Hurtworld Guide

Mapmaking for Hurtworld for Hurtworld

Mapmaking for Hurtworld

Overview

An introduction to my workflow and gameplay analysis of Terra Nova.

Making a Hurtworld map

This isn’t meant as a full, detailed tutorial on how to use unity, the sdk or the tools you’ll need to create assets. You’ll have to be prepared to spend hours looking at youtube tutorials and articles on that yourself. Mapmaking is not a quick and easy process, Terra Nova took me allmost a year, albeit I started not knowing anything about unity and had some bad crashes along the way that forced me to restart a few times. This guide is an overall guide into how I work with maps. Other people will have their own ways of doing things, and you’ll also have to find your own solutions and techniques.

These steps are from before they started using Mapmagic to create procedural maps – But I think some of the general idea of planning a layout and concept would be the same. And while mapmagic will probably take you far on the “general” production of the map, and save you hundreds of hours in manual placement of rocks and also take care of creating beautiful splatmaps that control which textures are used where on the terrain. Some love and manual design is going to be what separates a good map from a mediocre.

First of all I dream up a few concepts. For Terra Nova I knew I wanted some sort of “end-game” area, an army base or a real airport of some sort. I wanted some signs of battle and a stronger post-Apocalyptic, sci-fi feeling.
And I wanted some ways of “gating” the players from just running straight there as new spawns, forcing them to “level up” in each of the different zones before getting good enough gear to move deeper into the map. I also thought that the new city prefabs would be right around the corner, and wanted a few of those.

I then sketched up a basic layout with a pen and paper and reworked it a few times, and then made a photoshop mockup.

As you can see, my initial idea was to have a great canyon, basically splitting the map in two. Where bridges would connect the two areas and work as “tier-gates”. Moving further I realized I couldn’t make a good looking, detailed and deep canyon using the terrain, as steep slopes in the terrain caused rather ugly texture stretchings, and my 3d skills at the time were pretty much non-existing. So the idea was revised to be a much smaller canyon.

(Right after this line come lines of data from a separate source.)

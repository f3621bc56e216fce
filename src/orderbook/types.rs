//! Order book types and data structures.

use rust_decimal::Decimal;
use serde::Serialize;
use time::OffsetDateTime;

use crate::market::Outcome;

/// Best bid and ask for one outcome token.
#[derive(Debug, Clone, Copy, Default, PartialEq, Eq, Serialize)]
pub struct TopOfBook {
    /// Highest bid, if any.
    pub best_bid: Option<Decimal>,
    /// Lowest ask, if any.
    pub best_ask: Option<Decimal>,
}

impl TopOfBook {
    /// Create from explicit prices.
    pub fn new(best_bid: Option<Decimal>, best_ask: Option<Decimal>) -> Self {
        Self { best_bid, best_ask }
    }

    /// Mid price; `None` unless both sides are present.
    pub fn mid(&self) -> Option<Decimal> {
        match (self.best_bid, self.best_ask) {
            (Some(bid), Some(ask)) => Some((bid + ask) / Decimal::TWO),
            _ => None,
        }
    }
}

/// Latest view of both outcome books. Replaced wholesale on every accepted update.
#[derive(Debug, Clone, PartialEq, Eq)]
pub struct OrderBookSnapshot {
    /// Up (YES) token.
    pub up: TopOfBook,
    /// Down (NO) token.
    pub down: TopOfBook,
    /// Local wall-clock receipt time.
    pub received_at: OffsetDateTime,
    /// Server timestamp of the newest event folded in, when reported.
    pub server_time: Option<OffsetDateTime>,
    /// Monotonic feed sequence number.
    pub sequence: u64,
}

impl OrderBookSnapshot {
    /// Top of book for an outcome.
    pub fn side(&self, outcome: Outcome) -> &TopOfBook {
        match outcome {
            Outcome::Up => &self.up,
            Outcome::Down => &self.down,
        }
    }
}
//! HTTP API module for health and status endpoints.

pub mod handlers;
pub mod routes;

pub use handlers::AppState;
pub use routes::create_router;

I added this mockup image to the terrain as the first texture and adjusted the size until it filled the entire terrain without tiling, this made it possible to first of start making some rough topography of hills where I wanted them according to the sketch. Load up the game and start running around to get a feeling of exactly how far away the different areas were to each other and from there tune and re-draw roads, hills and so forth. It was at this point I realized I needed a few landmarks that would be visible from afar to help the players navigate, and so the center volcano was added along with the red desert platou and so on. In the arctic biome I wanted the opposite, it should feel vast, inhospitable and empty. A place you would easily get lost if caught in a blizzard.

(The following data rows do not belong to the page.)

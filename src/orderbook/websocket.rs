//! WebSocket client for the Polymarket CLOB market channel.
//!
//! Features:
//! - L2 book per asset from `book` snapshots and `price_change` deltas
//! - Stale and duplicate event discard per asset
//! - Exponential reconnect backoff
//! - Heartbeat pings

use std::collections::HashMap;
use std::sync::atomic::{AtomicU64, Ordering};
use std::time::Duration;

use dashmap::DashMap;
use futures::{SinkExt, StreamExt};
use rust_decimal::Decimal;
use serde::{Deserialize, Deserializer, Serialize};
use time::OffsetDateTime;
use tokio::sync::watch;
use tokio_tungstenite::{connect_async, tungstenite::Message};
use tracing::{debug, info, warn};

use super::feed::FeedStatus;
use super::types::{OrderBookSnapshot, TopOfBook};
use crate::error::WsError;
use crate::metrics;

/// Interval between application-level pings.
const PING_INTERVAL: Duration = Duration::from_secs(10);

/// L2 book state maintained from WebSocket updates.
#[derive(Debug, Clone, Default)]
pub struct L2BookState {
    /// Bid levels: price -> size.
    pub bids: HashMap<Decimal, Decimal>,
    /// Ask levels: price -> size.
    pub asks: HashMap<Decimal, Decimal>,
    /// Server timestamp of the last accepted event (milliseconds).
    pub last_timestamp_ms: Option<i64>,
    /// Hash of the last accepted event.
    pub last_hash: Option<String>,
}

impl L2BookState {
    /// Apply a full book snapshot.
    pub fn apply_snapshot(&mut self, bids: &[WsLevel], asks: &[WsLevel]) {
        self.bids.clear();
        self.asks.clear();

        for level in bids {
            if let (Some(price), Some(size)) = (level.price_decimal(), level.size_decimal()) {
                if size > Decimal::ZERO {
                    self.bids.insert(price, size);
                }
            }
        }

        for level in asks {
            if let (Some(price), Some(size)) = (level.price_decimal(), level.size_decimal()) {
                if size > Decimal::ZERO {
                    self.asks.insert(price, size);
                }
            }
        }
    }

    /// Apply a price change delta.
    pub fn apply_delta(&mut self, change: &WsPriceChange) {
        let (Ok(price), Ok(size)) = (change.price.parse::<Decimal>(), change.size.parse::<Decimal>()) else {
            return;
        };

        let book = match change.side.to_uppercase().as_str() {
            "BUY" => &mut self.bids,
            "SELL" => &mut self.asks,
            _ => return,
        };

        if size <= Decimal::ZERO {
            book.remove(&price);
        } else {
            book.insert(price, size);
        }
    }

    /// Whether an event stamped `(timestamp, hash)` is newer than what was applied.
    ///
    /// Older timestamps are stale; an identical timestamp and hash is a duplicate.
    pub fn accepts(&self, timestamp_ms: Option<i64>, hash: Option<&str>) -> bool {
        match (self.last_timestamp_ms, timestamp_ms) {
            (Some(last), Some(ts)) if ts < last => false,
            (Some(last), Some(ts)) if ts == last => match (self.last_hash.as_deref(), hash) {
                (Some(a), Some(b)) => a != b,
                _ => true,
            },
            _ => true,
        }
    }

    /// Record the stamp of an applied event.
    pub fn mark(&mut self, timestamp_ms: Option<i64>, hash: Option<&str>) {
        if timestamp_ms.is_some() {
            self.last_timestamp_ms = timestamp_ms;
        }
        if let Some(hash) = hash {
            self.last_hash = Some(hash.to_string());
        }
    }

    /// Highest bid and lowest ask.
    pub fn top(&self) -> TopOfBook {
        TopOfBook {
            best_bid: self.bids.keys().copied().max(),
            best_ask: self.asks.keys().copied().min(),
        }
    }
}

/// Price level from WebSocket.
#[derive(Debug, Clone, Deserialize, Serialize)]
pub struct WsLevel {
    /// Price as string.
    pub price: String,
    /// Size as string.
    pub size: String,
}

impl WsLevel {
    /// Parse price to Decimal.
    pub fn price_decimal(&self) -> Option<Decimal> {
        self.price.parse().ok()
    }

    /// Parse size to Decimal.
    pub fn size_decimal(&self) -> Option<Decimal> {
        self.size.parse().ok()
    }
}

/// Price change from WebSocket.
#[derive(Debug, Clone, Deserialize)]
pub struct WsPriceChange {
    /// Asset ID (absent in the older per-asset format).
    #[serde(default)]
    pub asset_id: Option<String>,
    /// Price as string.
    pub price: String,
    /// Size as string.
    pub size: String,
    /// Side: "BUY" or "SELL".
    pub side: String,
    /// Optional hash.
    #[serde(default)]
    pub hash: Option<String>,
}

/// WebSocket event from Polymarket.
#[derive(Debug, Clone, Deserialize)]
pub struct WsEvent {
    /// Event type: "book" or "price_change".
    #[serde(default)]
    pub event_type: Option<String>,
    /// Asset ID (for book events).
    #[serde(default)]
    pub asset_id: Option<String>,
    /// Bid levels (for book events).
    #[serde(default, alias = "buys")]
    pub bids: Option<Vec<WsLevel>>,
    /// Ask levels (for book events).
    #[serde(default, alias = "sells")]
    pub asks: Option<Vec<WsLevel>>,
    /// Price changes (for price_change events).
    #[serde(default, alias = "changes")]
    pub price_changes: Option<Vec<WsPriceChange>>,
    /// Timestamp in milliseconds; sent as a string or a number.
    #[serde(default, deserialize_with = "de_opt_millis")]
    pub timestamp: Option<i64>,
    /// Event hash.
    #[serde(default)]
    pub hash: Option<String>,
}

fn de_opt_millis<'de, D>(deserializer: D) -> Result<Option<i64>, D::Error>
where
    D: Deserializer<'de>,
{
    let value = Option::<serde_json::Value>::deserialize(deserializer)?;
    Ok(match value {
        Some(serde_json::Value::Number(n)) => n.as_i64(),
        Some(serde_json::Value::String(s)) => s.trim().parse().ok(),
        _ => None,
    })
}

/// WebSocket subscription message.
#[derive(Debug, Serialize)]
struct SubscribeMessage<'a> {
    /// Message type.
    #[serde(rename = "type")]
    msg_type: &'static str,
    /// Asset IDs to subscribe to.
    assets_ids: [&'a str; 2],
}

/// Reconnect backoff schedule.
#[derive(Debug, Clone, Copy, PartialEq)]
pub struct Backoff {
    /// Delay before the first retry.
    pub initial: Duration,
    /// Growth factor per attempt.
    pub multiplier: f64,
    /// Upper bound on any single delay.
    pub cap: Duration,
}

impl Default for Backoff {
    fn default() -> Self {
        Self {
            initial: Duration::from_millis(250),
            multiplier: 2.0,
            cap: Duration::from_secs(5),
        }
    }
}

impl Backoff {
    /// Calculate the delay for a zero-based attempt with exponential backoff.
    pub fn next_delay(&self, attempt: u32) -> Duration {
        let delay_ms = self.initial.as_millis() as f64 * self.multiplier.powi(attempt as i32);
        let clamped_ms = delay_ms.min(self.cap.as_millis() as f64) as u64;
        Duration::from_millis(clamped_ms)
    }
}

/// Book state for one market's two outcome tokens.
pub struct MarketBook {
    /// Book state per asset ID.
    books: DashMap<String, L2BookState>,
    up_asset: String,
    down_asset: String,
    /// Accepted-update counter.
    sequence: AtomicU64,
}

impl MarketBook {
    /// Create empty books for the up and down tokens.
    pub fn new(up_asset: impl Into<String>, down_asset: impl Into<String>) -> Self {
        let up_asset = up_asset.into();
        let down_asset = down_asset.into();
        let books = DashMap::new();
        books.insert(up_asset.clone(), L2BookState::default());
        books.insert(down_asset.clone(), L2BookState::default());
        Self {
            books,
            up_asset,
            down_asset,
            sequence: AtomicU64::new(0),
        }
    }

    /// Get book state for an asset.
    pub fn get_book(&self, asset_id: &str) -> Option<L2BookState> {
        self.books.get(asset_id).map(|b| b.clone())
    }

    /// Current sequence number.
    pub fn sequence(&self) -> u64 {
        self.sequence.load(Ordering::SeqCst)
    }

    fn top(&self, asset_id: &str) -> TopOfBook {
        self.books.get(asset_id).map(|b| b.top()).unwrap_or_default()
    }

    /// Apply one raw message; returns a fresh snapshot when anything was accepted.
    ///
    /// Messages can be single objects or arrays.
    pub fn apply_message(&self, text: &str, received_at: OffsetDateTime) -> Option<OrderBookSnapshot> {
        let trimmed = text.trim();
        let events: Vec<WsEvent> = if trimmed.starts_with('[') {
            serde_json::from_str(trimmed).ok()?
        } else if trimmed.starts_with('{') {
            vec![serde_json::from_str(trimmed).ok()?]
        } else {
            // "PONG" and other keepalive text
            return None;
        };

        let mut accepted = false;
        let mut newest_ts: Option<i64> = None;

        for event in &events {
            let applied = match event.event_type.as_deref() {
                Some("book") => self.apply_book(event),
                Some("price_change") => self.apply_price_change(event),
                _ => false,
            };
            if applied {
                accepted = true;
                newest_ts = newest_ts.max(event.timestamp);
            }
        }

        if !accepted {
            return None;
        }

        let sequence = self.sequence.fetch_add(1, Ordering::SeqCst) + 1;
        let server_time = newest_ts.and_then(|ms| {
            OffsetDateTime::from_unix_timestamp_nanos(i128::from(ms) * 1_000_000).ok()
        });

        Some(OrderBookSnapshot {
            up: self.top(&self.up_asset),
            down: self.top(&self.down_asset),
            received_at,
            server_time,
            sequence,
        })
    }

    fn apply_book(&self, event: &WsEvent) -> bool {
        let Some(asset_id) = event.asset_id.as_deref() else {
            return false;
        };
        let Some(mut book) = self.books.get_mut(asset_id) else {
            return false;
        };
        if !book.accepts(event.timestamp, event.hash.as_deref()) {
            debug!(asset = %asset_id, ts = ?event.timestamp, "Discarding stale book event");
            return false;
        }
        book.apply_snapshot(
            event.bids.as_deref().unwrap_or_default(),
            event.asks.as_deref().unwrap_or_default(),
        );
        book.mark(event.timestamp, event.hash.as_deref());
        true
    }

    fn apply_price_change(&self, event: &WsEvent) -> bool {
        let Some(changes) = &event.price_changes else {
            return false;
        };

        let mut applied = false;
        for change in changes {
            let Some(asset_id) = change.asset_id.as_deref().or(event.asset_id.as_deref()) else {
                continue;
            };
            let Some(mut book) = self.books.get_mut(asset_id) else {
                continue;
            };
            let hash = change.hash.as_deref().or(event.hash.as_deref());
            if !book.accepts(event.timestamp, hash) {
                debug!(asset = %asset_id, ts = ?event.timestamp, "Discarding stale price change");
                continue;
            }
            book.apply_delta(change);
            book.mark(event.timestamp, hash);
            applied = true;
        }
        applied
    }

    /// Connect once, subscribe, and publish snapshots until the stream ends.
    ///
    /// Returns whether at least one snapshot was delivered on this connection.
    pub async fn stream_once(
        &self,
        url: &str,
        connect_timeout: Duration,
        snapshots: &watch::Sender<Option<OrderBookSnapshot>>,
        status: &watch::Sender<FeedStatus>,
    ) -> Result<bool, WsError> {
        info!(url = %url, up = %self.up_asset, down = %self.down_asset, "Connecting to market feed");

        let (ws_stream, _) = tokio::time::timeout(connect_timeout, connect_async(url))
            .await
            .map_err(|_| WsError::ConnectionFailed(format!("connect timed out after {:?}", connect_timeout)))??;

        let (mut write, mut read) = ws_stream.split();

        let subscribe_msg = SubscribeMessage {
            msg_type: "market",
            assets_ids: [self.up_asset.as_str(), self.down_asset.as_str()],
        };
        let msg_json = serde_json::to_string(&subscribe_msg)
            .map_err(|e| WsError::SendFailed(e.to_string()))?;
        write
            .send(Message::Text(msg_json))
            .await
            .map_err(|e| WsError::SendFailed(e.to_string()))?;

        info!("Subscribed to market channel");

        let mut delivered = false;
        let mut ping = tokio::time::interval(PING_INTERVAL);
        ping.tick().await;

        loop {
            tokio::select! {
                _ = ping.tick() => {
                    write
                        .send(Message::Text("PING".to_string()))
                        .await
                        .map_err(|e| WsError::SendFailed(e.to_string()))?;
                }
                msg = read.next() => match msg {
                    Some(Ok(Message::Text(text))) => {
                        metrics::inc_feed_messages();
                        if let Some(snapshot) = self.apply_message(&text, OffsetDateTime::now_utc()) {
                            if !delivered {
                                status.send_replace(FeedStatus::Live);
                                delivered = true;
                            }
                            if snapshots.send(Some(snapshot)).is_err() {
                                debug!("No snapshot receivers left");
                                return Ok(delivered);
                            }
                        }
                    }
                    Some(Ok(Message::Close(frame))) => {
                        warn!(frame = ?frame, "WebSocket closed");
                        return Ok(delivered);
                    }
                    Some(Ok(_)) => {}
                    Some(Err(e)) => return Err(e.into()),
                    None => return Ok(delivered),
                }
            }
        }
    }
}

The default terrain shaping brushes in unity did not give me good, realistic results. So I made my own set of brushes in photoshop from real heightmaps of mountains and canyons. Which I used to model the hills and topography. I also exported the heightmap and did a lot of editing of that directly in photoshop and re-imported it.


Most of this time consuming terrain shaping will probably be taken care of by Mapmagic, but usually with computer-generated and procedurally created things, a bit of manual work will have to be made to get a more interesting result, and to stay close to your initial idea and concept.
Here’s a video that goes into mapmagic

Working with splatmaps to create the different biomes and terrain textures was a real pain in the ass, and I never got happy with the results, luckily mapmagic seems to do a great job at that, so I won’t go into it.
Here are the custom terrain textures I made. It seems one trick to keeping the filesize down is to not use more than 8 different textures, as the placing of the textures gets stored into the RGBA values of a rather large image. More than 8 different textures results in a new splatmap image, each splat image can handle 4 terrain textures, so if you’re at 9 – you might as well go for 12. I think I had way more than 12 on Terra, but I didn’t know this until after manually painting a lot of the terrain with my custom brushes, and once you’ve added a texture, you can not take it out without having to repaint the areas where it was used.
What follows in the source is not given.